The purpose of the review is to optimise NICE’s evaluation methods to support the ambition of the NHS to provide high quality care that offers good value to patients and to the NHS. For medicines, the review is linked to the commitments in the 2019  Voluntary Scheme for Branded Medicines Pricing and Access.

Engagement with key stakeholders has resulted in a short-list of topics that will be considered in the review. For each, a case for change will be explored, and proposals presented for public consultation in summer of 2020.

The review will cover NICE’s technology appraisals (TA), highly specialised technologies (HST), medical technologies, and diagnostics assessment programmes.
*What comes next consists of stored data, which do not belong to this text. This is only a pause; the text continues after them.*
//! Test infrastructure for integration tests
//!
//! Provides isolated ticket files and command builders. Each test writes its
//! own export into a uniquely named temp directory.

use std::path::PathBuf;

use chrono::NaiveDate;
use trellis_cli::commands::{Context, GanttCommand, NotifyCommand, TreeCommand};
use trellis_cli::config::Settings;
use trellis_core::SourceConfig;

/// Reference day used by every integration test.
pub fn today() -> NaiveDate {
    date(2025, 4, 10)
}

pub fn date(y: i32, m: u32, d: u32) -> NaiveDate {
    NaiveDate::from_ymd_opt(y, m, d).unwrap()
}

/// Test context owning a temp directory with a ticket export
pub struct TestContext {
    pub temp_dir: PathBuf,
    pub tickets_path: PathBuf,
}

impl TestContext {
    /// Write `json` as the ticket export of a fresh temp directory.
    pub fn with_tickets(json: &str) -> Self {
        let temp_dir = std::env::temp_dir().join(format!(
            "trl-integration-test-{}-{:?}-{}",
            std::process::id(),
            std::thread::current().id(),
            std::time::SystemTime::now()
                .duration_since(std::time::UNIX_EPOCH)
                .unwrap()
                .as_nanos()
        ));
        std::fs::create_dir_all(&temp_dir).unwrap();

        let tickets_path = temp_dir.join("issues.json");
        std::fs::write(&tickets_path, json).unwrap();

        Self {
            temp_dir,
            tickets_path,
        }
    }

    /// Settings reading this context's ticket file.
    pub fn settings(&self) -> Settings {
        Settings::new(SourceConfig::File(self.tickets_path.clone()), today())
    }

    /// Load the tickets into a command context.
    pub fn context(&self) -> Context {
        Context::load(self.settings()).unwrap()
    }
}

impl Drop for TestContext {
    fn drop(&mut self) {
        // Auto-cleanup on drop
        let _ = std::fs::remove_dir_all(&self.temp_dir);
    }
}

// =============================================================================
// Command Builder Helpers
// =============================================================================

/// Create a gantt command with defaults.
pub fn gantt_cmd() -> GanttCommand {
    GanttCommand {
        view: None,
        month: None,
        filter: false,
        json: false,
        width: 30,
        collapse: vec![],
    }
}

/// Create a gantt command printing JSON for a given month.
pub fn gantt_json_for_month(month: &str) -> GanttCommand {
    GanttCommand {
        month: Some(month.to_string()),
        json: true,
        ..gantt_cmd()
    }
}

/// Create a tree command.
pub fn tree_cmd(json: bool) -> TreeCommand {
    TreeCommand { json }
}

/// Create a notify command with the default closed statuses.
pub fn notify_cmd() -> NotifyCommand {
    NotifyCommand {
        closed_status: vec![],
    }
}

// =============================================================================
// Fixtures
// =============================================================================

/// A small project export in the tracker's envelope shape.
pub const PROJECT_JSON: &str = r#"{
    "issues": [
        {
            "id": 10,
            "subject": "Release 1.0",
            "start_date": "2025-04-01",
            "due_date": "2025-05-31",
            "done_ratio": 20,
            "assigned_to": {"id": 1, "name": "Tanaka"},
            "status": {"id": 2, "name": "In Progress"}
        },
        {
            "id": 11,
            "subject": "Write docs",
            "parent": {"id": 10},
            "start_date": "2025-04-01",
            "due_date": "2025-04-03",
            "done_ratio": 50,
            "assigned_to": {"id": 2, "name": "Sato"},
            "status": {"id": 2, "name": "In Progress"}
        },
        {
            "id": 12,
            "subject": "Deploy",
            "parent": {"id": 10},
            "due_date": "2025-04-11T00:00:00Z",
            "assigned_to": {"id": 3, "name": "Suzuki"},
            "status": {"id": 1, "name": "New"}
        },
        {
            "id": 13,
            "subject": "Retrospective",
            "start_date": "2025-06-01",
            "due_date": "2025-06-02",
            "status": {"id": 1, "name": "New"}
        },
        {
            "id": 14,
            "subject": "Closed task",
            "due_date": "2025-04-09",
            "assigned_to": {"id": 1, "name": "Tanaka"},
            "status": {"id": 5, "name": "Closed"}
        },
        {
            "id": 15,
            "subject": "Bad dates",
            "start_date": "someday",
            "due_date": "2025-04-10",
            "assigned_to": {"id": 2, "name": "Sato"}
        }
    ]
}"#;

#[cfg(test)]
mod tests {
    use super::*;

    #[test]
    fn test_context_creates_isolated_dirs() {
        let ctx1 = TestContext::with_tickets("[]");
        let ctx2 = TestContext::with_tickets("[]");

        assert_ne!(
            ctx1.temp_dir, ctx2.temp_dir,
            "Each context should have unique temp dir"
        );
        assert!(ctx1.tickets_path.exists());
    }

    #[test]
    fn test_fixture_loads() {
        let ctx = TestContext::with_tickets(PROJECT_JSON);
        let loaded = ctx.context().loaded;
        assert_eq!(loaded.total(), 6);
        assert!(!loaded.mock);
    }
}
Sir Andrew Dillon, NICE chief executive, said:

This update is part of the regular review and refresh of our methods to ensure that they are robust and up-to-date. NICE is undertaking this review at a time of unprecedented change in the healthcare system, where developments such as personalised medicine, digitalisation of health, and use of cell and gene therapy, mean products are becoming ever more challenging to evaluate. Keeping NICE’s methods up to date is an important contribution to managing these changes. The expanded Accelerated Access Collaboration, and the development of NHS England’s commercial framework are other important elements. NICE encourages people who are interested in the methods and process review to register an interest on the NICE website to ensure they receive regular updates on this work.

A broad set of topics will be considered in the review, ranging from modifiers used in decision making to costs used in health technology assessment, and equality considerations in guidance development.

The review will also look at how uncertainty – for example with the available evidence or the assumptions made within economic modelling – is explored or quantified, and what can be done to try and reduce that uncertainty. This will include thinking about how data analytics and real-world evidence can be used.

Other topics, scheduled for consideration in 2020 include:

  • How quality of life is incorporated into economic analyses and considered by committees.
  • Technology-specific issues (for example, addressing the challenges of evaluating the new generation of treatments that have been developed to target tumours according to their genetic make-up rather than where they originate in the body).
  • The methods needed to assess the clinical and cost effectiveness of the position of technologies in the care pathway.

The criteria used for selecting topics for evaluation through NICE’s HST programme will also be reviewed in order to make them clearer and more specific.

Details of further review topics that will be completed after 2020 have also been announced. These include looking at the best ways to evaluate new and emerging genomic technologies and testing strategies, reviewing and, where necessary, updating the methodology for producing guidance on medical devices and diagnostics that address antimicrobial resistance, and reviewing the methods used to assess digital health technologies and assessing future needs in this area.